Saturday Last Friday, i.e. Yesterday, Garden Blogging


Former basement-dwellers enjoy a day on the deck, joined by rookie annuals.


Autumn-blooming clematis.


Somebody's idea of a joke.



Big maple and myrtle. I didn't capture the periwinkle blue, but you can see the
world's most unfortunate, psycilocibin-induced mulch color in the background.

Oddly "Big Maple and Myrtle" was a short-lived radio comedy (six episodes) in 1938,
part of the ill-fated "Pall Mall Comedy Carnival", in which American's most luxurious
cigarette brand sponsored an entire evening of programming. Myrtle was a Southern
socialite "temporarily embarrassed" by the Depression, and Big Maple the colored maid
who kept the household fed and fiscally afloat through her many amours with local tradesmen.
The humor--most contemporary accounts actually deny there was any--came from
Big Maple's mangled English, as when she'd tell her employer, after revelations of
the most recent financial dilemma, "I gots to set to confabulatin' 'bout dat." The program
was wildly unpopular in the South, not because of Big Maple's casual sexuality, of course,
but because her confabulatin' outsmarted a white banker in episode two. On second thought,
it was Big Mabel, so just forget I brought it up.

Friday, April 24

Last Friday Garden Blogging

Tulips--gregii, I think, but then I used to think Kaufmaniana.
Decrepit garden shoe, lower left, for scale.

Emerging Japanese painted fern.
Remember, kids: do not attempt to purchase mulch while tripping balls.


Moss garden.

Thursday, April 23

Okay, Let's Faux-Try This Faux-Again

Scott Shane, "At Core of Detainee Fight: Did Methods Stop Attacks?" April 22

NO:
WASHINGTON — Even the most exacting truth commission may have a hard time determining for certain whether brutal interrogations conducted by the Central Intelligence Agency helped keep the country safe....

Senior Bush administration officials, led by Vice President Dick Cheney and cheered by many Congressional Republicans, are fighting a rear-guard action in defense of their record.

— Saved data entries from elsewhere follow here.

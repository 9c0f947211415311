#![cfg(feature = "derive")]

use hashcode::prelude::*;

#[derive(Debug, Clone, Copy, PartialEq, StableId)]
enum NodeKind {
    #[id = "chance"]
    Chance,
    #[id = "decision"]
    Decision,
    Utility,
}

#[derive(Debug, Clone, Copy, PartialEq, StableId)]
enum Single {
    // Hashes to i32::MIN
    #[id = "polygenelubricants"]
    Only,
}

const CHANCE_ID: i32 = hash_code!("chance");

#[test]
fn test_ids_are_string_hashes() {
    assert_eq!(NodeKind::Chance.stable_id(), string_hash("chance"));
    assert_eq!(NodeKind::Decision.stable_id(), string_hash("decision"));
    assert_eq!(NodeKind::Utility.stable_id(), string_hash("Utility"));
}

#[test]
fn test_hash_code_macro() {
    assert_eq!(hash_code!(""), 0);
    assert_eq!(hash_code!("a"), 97);
    assert_eq!(hash_code!("ab"), 3105);
    assert_eq!(hash_code!("hello"), 99162322);
    assert_eq!(hash_code!("polygenelubricants"), i32::MIN);
    assert_eq!(hash_code!("\u{1F600}"), 0x1F600);
    assert_eq!(CHANCE_ID, NodeKind::Chance.stable_id());
}

#[test]
fn test_round_trip() {
    for kind in [NodeKind::Chance, NodeKind::Decision, NodeKind::Utility] {
        assert_eq!(NodeKind::from_stable_id(kind.stable_id()), Some(kind));
    }
    assert_eq!(NodeKind::from_stable_id(string_hash("unknown")), None);
}

#[test]
fn test_negative_id() {
    assert_eq!(Single::Only.stable_id(), i32::MIN);
    assert_eq!(Single::from_stable_id(i32::MIN), Some(Single::Only));
}

#[test]
fn test_ids_and_names_tables() {
    assert_eq!(
        NodeKind::IDS,
        &[
            string_hash("chance"),
            string_hash("decision"),
            string_hash("Utility")
        ]
    );
    assert_eq!(NodeKind::NAMES, &["chance", "decision", "Utility"]);
    assert_eq!(NodeKind::Utility.id_name(), "Utility");
    assert_eq!(NodeKind::name_of(string_hash("decision")), Some("decision"));
}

Only by using the harshest methods, they insist, did the intelligence agency get the information it needed to round up Qaeda killers and save thousands of American lives.

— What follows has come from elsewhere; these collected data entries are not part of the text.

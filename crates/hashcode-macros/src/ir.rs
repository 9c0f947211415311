//! Intermediate representation for the `StableId` derive.
//!
//! This module defines the data structures that represent a parsed enum,
//! after AST parsing but before validation and code generation.

use proc_macro2::Span;

/// Intermediate representation of an enum deriving `StableId`.
pub struct StableIdIR {
    /// The enum name (e.g., `NodeKind`)
    pub enum_name: syn::Ident,
    /// Generic parameters, if any
    pub generics: syn::Generics,
    /// All variants, in declaration order
    pub variants: Vec<VariantIR>,
}

/// A single unit variant.
pub struct VariantIR {
    /// Variant identifier (e.g., `Chance`)
    pub ident: syn::Ident,
    /// Name from `#[id = "..."]`, or the identifier
    pub name: String,
    /// Hash code of `name`
    pub hash_id: i32,
    /// Span for error reporting
    pub span: Span,
}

Look: Dick Cheney can broadcast from his private news bunker all day, every day, from here until that Doomsday he missed his chance to initiate, and it won't mean a jot, nor should it have inspired one. How does Dick Cheney have any credibility, even on FAUX? He's the ShamWow! guy of American political infomercials, except besides punching a hooker his Miracle Washday Product turns out to have be made from recycled nuclear reactor fuel and extract of poison ivy.

Let us say this again: if you wouldn't accept the argument from the garage mechanic who was trying to charge you $950 for a repair he estimated at forty bucks, then a "controversy" has not been created just because the same sort of crap comes out of the mouth of an opposition politician, especially an unindicted war criminal with a 0-4000 won-lost record over the past eight years.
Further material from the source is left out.